Monday 17 August 2015

a badly written review of ‘RESOGUN’





heres how the story goes:

a friend of mine had just got a Playstation 4 with a couple of games including Resogun as it was free on Playstation Plus, and like most people who had played the game he liked it, but had brought a full-price AAA title with the console and forgot about it.
i popped over one evening for another reason, saw the console and he showed me Resogun.....

i liked it, i, really liked it. from its stunning art style to its play mechanics

it reminded me of the games i used to play a little while back on the Super Nintendo [Konami’s Axelay]and Megadrive [Technosoft’s Thunder Force 4] then once more on the Playstation 2 with titles like R-Type Final and Gradius 5 and i realised then that i’d lost touch with a genre i’d once loved but forgotten about in favour of bigger, more mainstream titles which all of my friends where playing.

so, six months later or so when i brought a PS4 i got Resogun, liked the game as i thought i would, and mainly because there was only a couple of bigger titles i really was into on the format at the time i started playing more of it.

and it started drawing me in....

because the game is never truly unfair when you die, you realise its your mistake which coursed your death, and, with just another go you can beat that part of the level, then, the whole level, then, the end level boss. oh there’s four more levels each getting harder, and i only have a few lives, can i get to the end of arcade mode?

mmmmmm.. maybe....

lives don’t increase with score like in most other shooters, you have to get them by saving humans which means doing a little bit more than just shooting everything on the screen so you have to learn how to traverse the level better, which doesn’t offer a start and a finish, its circular. difficult at the start, but it gets easier after you’ve mastered good use of the ships boost and overdrive functions: if you set it up well, flying through loads of enemies and seeing your points fly up with each connected hit never, ever, gets old and if you can time it well enough at the end you could start your ‘overdrive’ which is like a mini nuke going off then a massive concentrated beam of energy ripping through every enemy on screen accompanied with sound FX’s making you feel like a utter god, you can't be killed while in these two modes.... oh its ended.. damn.... it only lasts for a short length of time and you refill your bar by killing more enemies: they leave a green pixelated residue behind after being killed.
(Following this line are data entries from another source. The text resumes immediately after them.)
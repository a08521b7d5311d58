// ============================================================
// Layer 4 — Text Preprocessor
// ============================================================
// Cleans one line of corpus text and splits it into tokens.
//
// Cleaning steps (applied in order):
//   1. Replace Unicode whitespace variants and control chars with a space
//   2. Collapse runs of spaces into one
//   3. Trim leading/trailing whitespace
//
// Tokenisation is either per character (transliteration, letter
// sorting) or per whitespace-separated word (short translation).

use clap::ValueEnum;
use serde::{Deserialize, Serialize};

/// How a cleaned line is split into vocabulary tokens.
#[derive(Debug, Clone, Copy, PartialEq, Eq, Default, Serialize, Deserialize, ValueEnum)]
#[serde(rename_all = "lowercase")]
pub enum Tokenization {
    /// Every character (including inner spaces) is a token
    #[default]
    Chars,
    /// Whitespace-separated words are tokens
    Words,
}

pub struct Preprocessor {
    tokenization: Tokenization,
}

impl Preprocessor {
    pub fn new(tokenization: Tokenization) -> Self {
        Self { tokenization }
    }

    pub fn tokenization(&self) -> Tokenization {
        self.tokenization
    }

    /// Normalise a single line of text.
    pub fn clean(&self, text: &str) -> String {
        let mut out        = String::with_capacity(text.len());
        let mut last_space = true; // swallows leading spaces

        for c in text.chars() {
            let c = match c {
                '\t' | '\u{00A0}' | '\u{200B}' | '\u{FEFF}' => ' ',
                c if c.is_control() => ' ',
                c => c,
            };
            if c == ' ' {
                if !last_space {
                    out.push(' ');
                }
                last_space = true;
            } else {
                out.push(c);
                last_space = false;
            }
        }

        out.trim_end().to_string()
    }

    /// Clean `text` and split it into tokens.
    pub fn tokenize(&self, text: &str) -> Vec<String> {
        let cleaned = self.clean(text);
        match self.tokenization {
            Tokenization::Chars => cleaned.chars().map(|c| c.to_string()).collect(),
            Tokenization::Words => cleaned.split(' ').filter(|w| !w.is_empty()).map(str::to_string).collect(),
        }
    }
}

impl Default for Preprocessor {
    fn default() -> Self {
        Self::new(Tokenization::default())
    }
}

// ─── Unit Tests ───────────────────────────────────────────────────────────────
#[cfg(test)]
mod tests {
    use super::*;

    #[test]
    fn test_collapses_multiple_spaces() {
        let p = Preprocessor::default();
        assert_eq!(p.clean("hello   world"), "hello world");
    }

    #[test]
    fn test_trims_edges() {
        let p = Preprocessor::default();
        assert_eq!(p.clean("  hello world \r"), "hello world");
    }

    #[test]
    fn test_removes_control_chars() {
        let p = Preprocessor::default();
        assert_eq!(p.clean("hello\x01world"), "hello world");
    }

    #[test]
    fn test_char_tokens_keep_inner_spaces() {
        let p = Preprocessor::new(Tokenization::Chars);
        assert_eq!(p.tokenize(" a b"), vec!["a", " ", "b"]);
    }

    #[test]
    fn test_word_tokens() {
        let p = Preprocessor::new(Tokenization::Words);
        assert_eq!(p.tokenize("the  cat\tsat "), vec!["the", "cat", "sat"]);
    }

    #[test]
    fn test_empty_string() {
        let p = Preprocessor::default();
        assert!(p.tokenize("").is_empty());
        assert!(p.tokenize("   ").is_empty());
    }
}
// ============================================================
// Layer 6 — Infrastructure Layer
// ============================================================
// File-system concerns shared by the application layer:
//
//   checkpoint.rs  final weights (CompactRecorder), train config
//                  and vocabularies as JSON, loaded back by `infer`
//
//   metrics.rs     loss reports appended to metrics.csv

/// Training artifact saving and loading
pub mod checkpoint;

/// Loss report CSV logger
pub mod metrics;
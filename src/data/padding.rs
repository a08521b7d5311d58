// ============================================================
// Layer 4 — Batch Padding
// ============================================================
// Recurrent layers consume a rectangular [batch, time] tensor, but
// every sequence in a batch has its own length. We right-pad each
// sequence with the padding id up to the longest one and keep the
// true lengths alongside so the encoder and the loss can ignore
// the padded positions.
//
// Example (pad id = 0):
//   [7 8 9]        →  [7 8 9 0 0]   len 3
//   [1 2 3 4 5]    →  [1 2 3 4 5]   len 5
//   [6 6]          →  [6 6 0 0 0]   len 2

/// A right-padded block of sequences with their true lengths.
#[derive(Debug, Clone, PartialEq, Eq)]
pub struct PaddedSequences {
    /// One row per sequence, every row `max_len` long
    pub ids: Vec<Vec<usize>>,
    /// Unpadded length of each row
    pub lengths: Vec<usize>,
    /// Length of every row after padding (0 for an empty or all-empty batch)
    pub max_len: usize,
}

impl PaddedSequences {
    pub fn batch_size(&self) -> usize {
        self.ids.len()
    }

    /// Row-major ids as i32, the element type Burn expects for Int tensors.
    pub fn flat_ids(&self) -> Vec<i32> {
        self.ids
            .iter()
            .flat_map(|row| row.iter().map(|&id| id as i32))
            .collect()
    }

    /// Row-major 1.0 / 0.0 mask marking positions inside each true length.
    pub fn flat_mask(&self) -> Vec<f32> {
        self.lengths
            .iter()
            .flat_map(|&len| (0..self.max_len).map(move |t| if t < len { 1.0 } else { 0.0 }))
            .collect()
    }
}

/// Right-pad `sequences` with `pad_id` to the longest sequence in the batch.
pub fn pad_sequence_batch<S: AsRef<[usize]>>(sequences: &[S], pad_id: usize) -> PaddedSequences {
    let lengths: Vec<usize> = sequences.iter().map(|s| s.as_ref().len()).collect();
    let max_len = lengths.iter().copied().max().unwrap_or(0);

    let ids = sequences
        .iter()
        .map(|s| {
            let s = s.as_ref();
            let mut row = Vec::with_capacity(max_len);
            row.extend_from_slice(s);
            row.resize(max_len, pad_id);
            row
        })
        .collect();

    PaddedSequences { ids, lengths, max_len }
}
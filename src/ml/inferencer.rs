// ============================================================
// Layer 5 — Inferencer
// ============================================================
// Greedy decoding of a single source sequence.
//
// The network runs at the batch size it was built with, so the
// input is replicated into every row and row 0 is read back.
// Decoding stops at the first <EOS> or after 2 * source length steps.

use std::fmt;

use anyhow::{ensure, Result};
use burn::prelude::*;
use serde::{Deserialize, Serialize};

use crate::domain::vocab::{Symbols, Vocabulary};
use crate::ml::model::Seq2SeqModel;

/// Source ids/tokens and the predicted target ids/tokens (EOS included when emitted).
#[derive(Debug, Clone, PartialEq, Eq, Serialize, Deserialize)]
pub struct Translation {
    pub source_ids:    Vec<usize>,
    pub source_tokens: Vec<String>,
    pub target_ids:    Vec<usize>,
    pub target_tokens: Vec<String>,
}

impl fmt::Display for Translation {
    fn fmt(&self, f: &mut fmt::Formatter<'_>) -> fmt::Result {
        writeln!(f)?;
        writeln!(f, "Source")?;
        writeln!(f, "Word: {:?}", self.source_ids)?;
        writeln!(f, "IN: {}", self.source_tokens.join(" "))?;
        writeln!(f)?;
        writeln!(f, "Target")?;
        writeln!(f, "Word: {:?}", self.target_ids)?;
        write!(f, "OUT: {}", self.target_tokens.join(" "))
    }
}

/// Decode `tokens` with `model`, replicated across `batch_size` rows.
pub fn translate<B: Backend, S: AsRef<str>>(
    model:        &Seq2SeqModel<B>,
    source_vocab: &Vocabulary,
    target_vocab: &Vocabulary,
    symbols:      &Symbols,
    batch_size:   usize,
    tokens:       &[S],
    device:       &B::Device,
) -> Result<Translation> {
    ensure!(!tokens.is_empty(), "cannot translate an empty sequence");
    ensure!(batch_size > 0, "batch_size must be at least 1");

    let source_ids = source_vocab.encode(tokens, symbols.source.unk);
    let len        = source_ids.len();

    let row: Vec<i32> = source_ids.iter().map(|&id| id as i32).collect();
    let flat          = row.repeat(batch_size);
    let source = Tensor::<B, 1, Int>::from_ints(flat.as_slice(), device).reshape([batch_size, len]);

    let decoded = model.greedy_decode(
        source,
        &vec![len; batch_size],
        symbols.target.go,
        symbols.target.eos,
        2 * len,
    );
    let target_ids = decoded.into_iter().next().unwrap_or_default();
    tracing::debug!("Decoded {} tokens from a {}-token source", target_ids.len(), len);

    Ok(Translation {
        source_tokens: source_vocab.decode(&source_ids),
        target_tokens: target_vocab.decode(&target_ids),
        source_ids,
        target_ids,
    })
}
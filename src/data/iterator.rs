// ============================================================
// Layer 4 — Batch Iterator
// ============================================================
// Slices a dataset into consecutive fixed-size batches.
//
//   105 pairs, batch_size 10 → batches [0..10), [10..20), ... [90..100)
//                              pairs 100..104 are dropped
//
// The recurrent graph is built for one batch size, so a trailing
// partial batch is never yielded. Batches come out in dataset order
// unless an explicit shuffled order is requested.
//
// `Batches` only describes the slicing; every call to `iter()` starts
// a fresh lazy pass, so the same value is reused across epochs.

use std::marker::PhantomData;

use burn::{
    data::{dataloader::batcher::Batcher, dataset::Dataset},
    prelude::*,
};
use rand::{seq::SliceRandom, Rng};

use crate::domain::pair::SequencePair;

pub struct Batches<'a, D> {
    dataset:    &'a D,
    batch_size: usize,
    order:      Option<Vec<usize>>,
}

impl<'a, D: Dataset<SequencePair>> Batches<'a, D> {
    /// # Panics
    /// Panics if `batch_size` is zero.
    pub fn new(dataset: &'a D, batch_size: usize) -> Self {
        assert!(batch_size > 0, "batch_size must be at least 1");
        Self { dataset, batch_size, order: None }
    }

    /// Same slicing over a random permutation of the dataset.
    pub fn shuffled<R: Rng>(dataset: &'a D, batch_size: usize, rng: &mut R) -> Self {
        let mut order: Vec<usize> = (0..dataset.len()).collect();
        order.shuffle(rng);
        Self { order: Some(order), ..Self::new(dataset, batch_size) }
    }

    pub fn num_batches(&self) -> usize {
        self.dataset.len() / self.batch_size
    }

    /// Pairs left over after the last full batch.
    pub fn dropped(&self) -> usize {
        self.dataset.len() % self.batch_size
    }

    /// Start a lazy pass, turning each chunk into `O` with `batcher`.
    pub fn iter<'b, B, T, O>(&'b self, batcher: &'b T, device: &B::Device) -> BatchIter<'b, B, D, T, O>
    where
        B: Backend,
        T: Batcher<B, SequencePair, O>,
    {
        BatchIter {
            dataset:    self.dataset,
            order:      self.order.as_deref(),
            batch_size: self.batch_size,
            cursor:     0,
            total:      self.num_batches(),
            batcher,
            device:     device.clone(),
            _output:    PhantomData,
        }
    }
}

pub struct BatchIter<'b, B: Backend, D, T, O> {
    dataset:    &'b D,
    order:      Option<&'b [usize]>,
    batch_size: usize,
    cursor:     usize,
    total:      usize,
    batcher:    &'b T,
    device:     B::Device,
    _output:    PhantomData<fn() -> O>,
}

impl<B, D, T, O> Iterator for BatchIter<'_, B, D, T, O>
where
    B: Backend,
    D: Dataset<SequencePair>,
    T: Batcher<B, SequencePair, O>,
{
    type Item = O;

    fn next(&mut self) -> Option<O> {
        if self.cursor >= self.total {
            return None;
        }
        let start = self.cursor * self.batch_size;
        self.cursor += 1;

        let items: Vec<SequencePair> = (start..start + self.batch_size)
            .filter_map(|i| {
                let index = self.order.map_or(i, |order| order[i]);
                self.dataset.get(index)
            })
            .collect();
        Some(self.batcher.batch(items, &self.device))
    }

    fn size_hint(&self) -> (usize, Option<usize>) {
        let remaining = self.total - self.cursor;
        (remaining, Some(remaining))
    }
}

impl<B, D, T, O> ExactSizeIterator for BatchIter<'_, B, D, T, O>
where
    B: Backend,
    D: Dataset<SequencePair>,
    T: Batcher<B, SequencePair, O>,
{
}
if you can master both of these ability’s the game truly opens up

as i said before, the game is never unfair. which is why the survival mode is such fun; when you die its always your fault and you can do just a little bit better next time, just a that little bit further, just that little bit higher score if i only used something at the correct time... lets go again

theres a ship building section never gets boring mainly because you can change your ship stats as well: movement / boost / overdrive. your given 15 points which you can spread around the three sections with each section able to take a maximum of 10 points. your get to know what type of craft you feel comfortable with, but, you soon realise that the ship you like might not be the best one for a good top leaderboard score; most of the ships in the top ten of all the rankings are made with massive overdrives and boosts, but with limited movement, as boosting and overdriving gets you the most score

there are three main weapon types in the game: homing missiles, standard laser and shotgun heavy blast thingie, [nemesis / ferox / phobos] each offers a lovely difference and i prefer the standard laser as it comes out almost constant and fully powered-up all the way it feels like your just ripping through the enemies

[until you die]

dying has never looked so nice in this game weather it be yourself or your foes.
everything explodes into little blocks including the scenery behind you, well it would as everything it made out of little blocks, i’ve included at the bottom some screenshots i took with the in-game photo mode so you can see how utterly amazing to look at the game is.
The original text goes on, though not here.